Hiatt, a former Playboy model who fronted the show for three seasons and became one of the universally recognised faces of the WPT, claims that WPT chief executive Steve Lipscomb contacted broadcaster NBC – which was interested in getting the presenter involved with two shows, NBC Heads-Up Poker Championship and Poker After Dark – to tell them that they were prohibited from using her as she was still contractually bound to the WPT, despite the fact that she no longer worked for them.
Hostile environment
Hiatt denies that she signed an exclusivity contract and has demanded that the WPT publicly confirm that she is a free agent as well as paying her damages. The legal complaint also states that Hiatt left the show after becoming aware of defamatory comments made about her and her husband by the brother of a senior WPT executive. She claims that after delivering a letter asking for these comments to cease in February 2005 the WPT show became too much of a ‘hostile working environment’.

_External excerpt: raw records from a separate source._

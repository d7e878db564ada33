//! Byte-level instruction emission.
//!
//! [`CodeBuf`] is purely mechanical: one call per instruction shape, each
//! appending the opcode byte and its little-endian operands. Emission never
//! validates semantics; callers that need to patch an operand later (call
//! sites) get its cursor position back.

use atc_isa::{ApiFun, Opcode, MAX_CODE_BYTES};

/// A growable method (or prologue) code buffer.
#[derive(Debug, Clone, Default)]
pub struct CodeBuf {
    bytes: Vec<u8>,
}

impl CodeBuf {
    pub fn new() -> CodeBuf {
        CodeBuf::default()
    }

    pub fn len(&self) -> usize {
        self.bytes.len()
    }

    pub fn is_empty(&self) -> bool {
        self.bytes.is_empty()
    }

    pub fn bytes(&self) -> &[u8] {
        &self.bytes
    }

    pub fn into_bytes(self) -> Vec<u8> {
        self.bytes
    }

    /// True once the buffer alone exceeds the code-page budget.
    pub fn exceeds_budget(&self) -> bool {
        self.bytes.len() > MAX_CODE_BYTES
    }

    // ── Raw pieces ───────────────────────────────────────────────────────

    fn opcode(&mut self, op: Opcode) {
        self.bytes.push(op as u8);
    }

    fn addr(&mut self, addr: u32) {
        self.bytes.extend_from_slice(&addr.to_le_bytes());
    }

    fn imm(&mut self, value: i64) {
        self.bytes.extend_from_slice(&value.to_le_bytes());
    }

    fn fun(&mut self, fun: ApiFun) {
        self.bytes.extend_from_slice(&fun.selector().to_le_bytes());
    }

    // ── Instruction shapes ───────────────────────────────────────────────

    /// `RET_SUB`, `FIN_IMD`, `SET_PCS`.
    pub fn op(&mut self, op: Opcode) {
        self.opcode(op);
    }

    /// `CLR_DAT`, `INC_DAT`, `FIZ_DAT` — one address operand.
    pub fn op_addr(&mut self, op: Opcode, addr: u32) {
        self.opcode(op);
        self.addr(addr);
    }

    /// `SET_DAT` and the arithmetic ops — destination then source.
    pub fn op_addr_addr(&mut self, op: Opcode, dst: u32, src: u32) {
        self.opcode(op);
        self.addr(dst);
        self.addr(src);
    }

    /// `SET_VAL @dst #imm`.
    pub fn set_val(&mut self, dst: u32, value: i64) {
        self.opcode(Opcode::SetVal);
        self.addr(dst);
        self.imm(value);
    }

    /// `JMP_SUB`/`JMP_ADR`. Returns the cursor position of the 4-byte code
    /// address, for call-site patching.
    pub fn jump(&mut self, op: Opcode, target: u32) -> usize {
        self.opcode(op);
        let at = self.bytes.len();
        self.addr(target);
        at
    }

    /// Conditional branch; `off` is relative to the instruction start.
    pub fn branch(&mut self, op: Opcode, a: u32, b: u32, off: i8) {
        self.opcode(op);
        self.addr(a);
        self.addr(b);
        self.bytes.push(off as u8);
    }

    pub fn ext_fun(&mut self, fun: ApiFun) {
        self.opcode(Opcode::ExtFun);
        self.fun(fun);
    }

    pub fn ext_fun_dat(&mut self, fun: ApiFun, input: u32) {
        self.opcode(Opcode::ExtFunDat);
        self.fun(fun);
        self.addr(input);
    }

    pub fn ext_fun_dat2(&mut self, fun: ApiFun, in1: u32, in2: u32) {
        self.opcode(Opcode::ExtFunDat2);
        self.fun(fun);
        self.addr(in1);
        self.addr(in2);
    }

    pub fn ext_fun_ret(&mut self, fun: ApiFun, out: u32) {
        self.opcode(Opcode::ExtFunRet);
        self.fun(fun);
        self.addr(out);
    }

    pub fn ext_fun_ret_dat2(&mut self, fun: ApiFun, out: u32, in1: u32, in2: u32) {
        self.opcode(Opcode::ExtFunRetDat2);
        self.fun(fun);
        self.addr(out);
        self.addr(in1);
        self.addr(in2);
    }

    /// Overwrite a previously emitted 4-byte code address.
    pub fn patch_code_addr(&mut self, at: usize, target: u32) {
        self.bytes[at..at + 4].copy_from_slice(&target.to_le_bytes());
    }
}

#[cfg(test)]
mod tests {
    use super::*;

    #[test]
    fn set_val_encoding() {
        let mut buf = CodeBuf::new();
        buf.set_val(4, -2);
        assert_eq!(buf.len(), Opcode::SetVal.encoded_len());
        assert_eq!(buf.bytes()[0], 0x01);
        assert_eq!(&buf.bytes()[1..5], &4u32.to_le_bytes());
        assert_eq!(&buf.bytes()[5..13], &(-2i64).to_le_bytes());
    }

    #[test]
    fn jump_returns_operand_offset_and_patches() {
        let mut buf = CodeBuf::new();
        buf.op(Opcode::RetSub);
        let at = buf.jump(Opcode::JmpSub, 0);
        assert_eq!(at, 2);
        buf.patch_code_addr(at, 0x0102_0304);
        assert_eq!(&buf.bytes()[2..6], &0x0102_0304u32.to_le_bytes());
    }

    #[test]
    fn branch_offset_is_one_signed_byte() {
        let mut buf = CodeBuf::new();
        buf.branch(Opcode::Blt, 1, 2, 15);
        assert_eq!(buf.len(), Opcode::Blt.encoded_len());
        assert_eq!(buf.bytes()[9], 15);

        let mut buf = CodeBuf::new();
        buf.branch(Opcode::Bgt, 1, 2, -3);
        assert_eq!(buf.bytes()[9], 0xfd);
    }

    #[test]
    fn ext_fun_selector_is_le() {
        let mut buf = CodeBuf::new();
        buf.ext_fun_ret(ApiFun::GetBlockTimestamp, 9);
        assert_eq!(buf.bytes()[0], 0x35);
        assert_eq!(&buf.bytes()[1..3], &0x0300u16.to_le_bytes());
        assert_eq!(&buf.bytes()[3..7], &9u32.to_le_bytes());
    }
}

This new legal move puts extra pressure on the embattled World Poker Tour, which is still facing a claim from seven top poker pros, including Howard Lederer and Joe Hachem. When Lederer was recently in London he refuted the WPT’s counter claims that the legal stand was being made on behalf of the online sites that they represent rather than players’ interests.
Lederer said: ‘It might be a brilliant legal strategy but I don’t think it’s in the best interests of the game. We’ve got no interest in hurting the WPT. Whether the WPT really believes that [the online sites are behind the action] or not, I don’t know. Is it just part of their legal strategy? Probably. I don’t think it will see the inside of the courtroom.’
Lederer also responded to top pro Daniel Negreanu’s claims that the players were being ‘greedy’.
‘Daniel is welcome to take a piece of me in this lawsuit. There’s no chance I’m in this for profit. It’s an expensive case, we may not win, and what we’re fighting for in monetary damages doesn’t justify the cost. We just want the WPT to do what’s right by the players.’